The most important aspect of grasping the new age thought of year round education is to realize it does not mean more school. The original thought of year round school is to go one hundred eighty days, with shorter breaks throughout the year. This is opposed to a single large break at the end of the year. There are a few different ways to allocate the free time into the schedule. The most widely used method is 45/15, which means students would attend school for forty-five days then have a fifteen-day break. With such a system, teachers would spend far less time reviewing information, since much learning loss happens in the long three months of summer.

Single tracking is a way to keep education consistent. This system keeps the students and faculty on the same vacation and instructional schedule. The single-track method does not add days to the year or help with overcrowding. It works by shortening the length of the summer break, and distributing that time throughout the year in periods called intersessions. (Web Staff) It would be equivalent to winter break, but several times throughout the year.

Multi-tracking is a method of using the vacation and intersession cycles to alleviate overcrowding. For example, a school with a 750 person capacity could be used to accommodate one thousand students. This is done by dividing the students and faculty into four equal groups, or tracks, and always having one group on break during every school day. (Kelly)

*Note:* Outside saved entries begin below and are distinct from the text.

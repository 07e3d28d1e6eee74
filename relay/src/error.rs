#[derive(Debug, thiserror::Error)]
pub enum RelayError {
    #[error("config error: {0}")]
    Config(String),

    #[error("engine error: {0}")]
    Engine(#[from] engine::EngineError),

    #[error("IO error: {0}")]
    Io(#[from] std::io::Error),
}

pub type RelayResult<T> = Result<T, RelayError>;
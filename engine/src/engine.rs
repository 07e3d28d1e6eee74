use async_trait::async_trait;

use crate::error::Result;
use crate::types::{UnitId, UnitSpec};

/// Lifecycle of an isolated execution unit.
///
/// A unit is created from a [`UnitSpec`], started, observed through its
/// collected output, then stopped and removed. Implementations must be safe
/// to share across tasks; every method takes `&self`.
#[async_trait]
pub trait Engine: Send + Sync {
    /// Human-readable name for this backend (e.g. "docker").
    fn name(&self) -> &str;

    /// Create a unit without starting it. Bind-mounts from the spec are
    /// wired up here so the mounted paths are visible when the command runs.
    async fn create(&self, spec: &UnitSpec<'_>) -> Result<UnitId>;

    /// Start a created unit.
    async fn start(&self, unit: &UnitId) -> Result<()>;

    /// Collect everything the unit has written to stdout and stderr so far.
    /// Does not wait for the unit to exit.
    async fn logs(&self, unit: &UnitId) -> Result<String>;

    /// Stop a running unit. Stopping a unit that already exited is not an
    /// error.
    async fn stop(&self, unit: &UnitId) -> Result<()>;

    /// Remove a stopped unit and release its resources. Removing a unit that
    /// is already gone is not an error.
    async fn remove(&self, unit: &UnitId) -> Result<()>;
}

While multitracking is a viable option to help with school overcrowding, there are a few drawbacks. For instance, the interfamily scheduling problems can be very hectic. For example, a family with three children may have each of them on a different track. An arrangement like this would make it nearly impossible to schedule a family event, or daycare. Scheduling within a district can also be troublesome. All students in a particular activity must be on the same track, or there would be problems scheduling practice times and games. (Going to School Year Round)

There are people who are skeptical as to whether there is any research to show that the arrangement of the school calendar makes any difference overall to the learning of students. Yes, evidence is present and it is quite convincing.

The research has two main divisions. The first deals with the loss of learning during the summer months. Educational research clearly shows that there is learning loss brought on during the onslaught of summer vacation in a traditional calendar year. The most widely accepted study in this field was done at the University of Missouri, Columbia, headed by Dr. Harris Cooper. In non-technical language, the study showed that summer learning loss is not a myth. All students, even those with the highest marks, were shown to have lost math and spelling skills. Some, though not all, even showed a decrease in reading skills over the summer. Based on this research, it would be impossible for any educator of moral standing to defend a calendar that allowed for so much loss, for any reason other than as a choice for those parents who prioritize lifestyle over learning. (NAYRE)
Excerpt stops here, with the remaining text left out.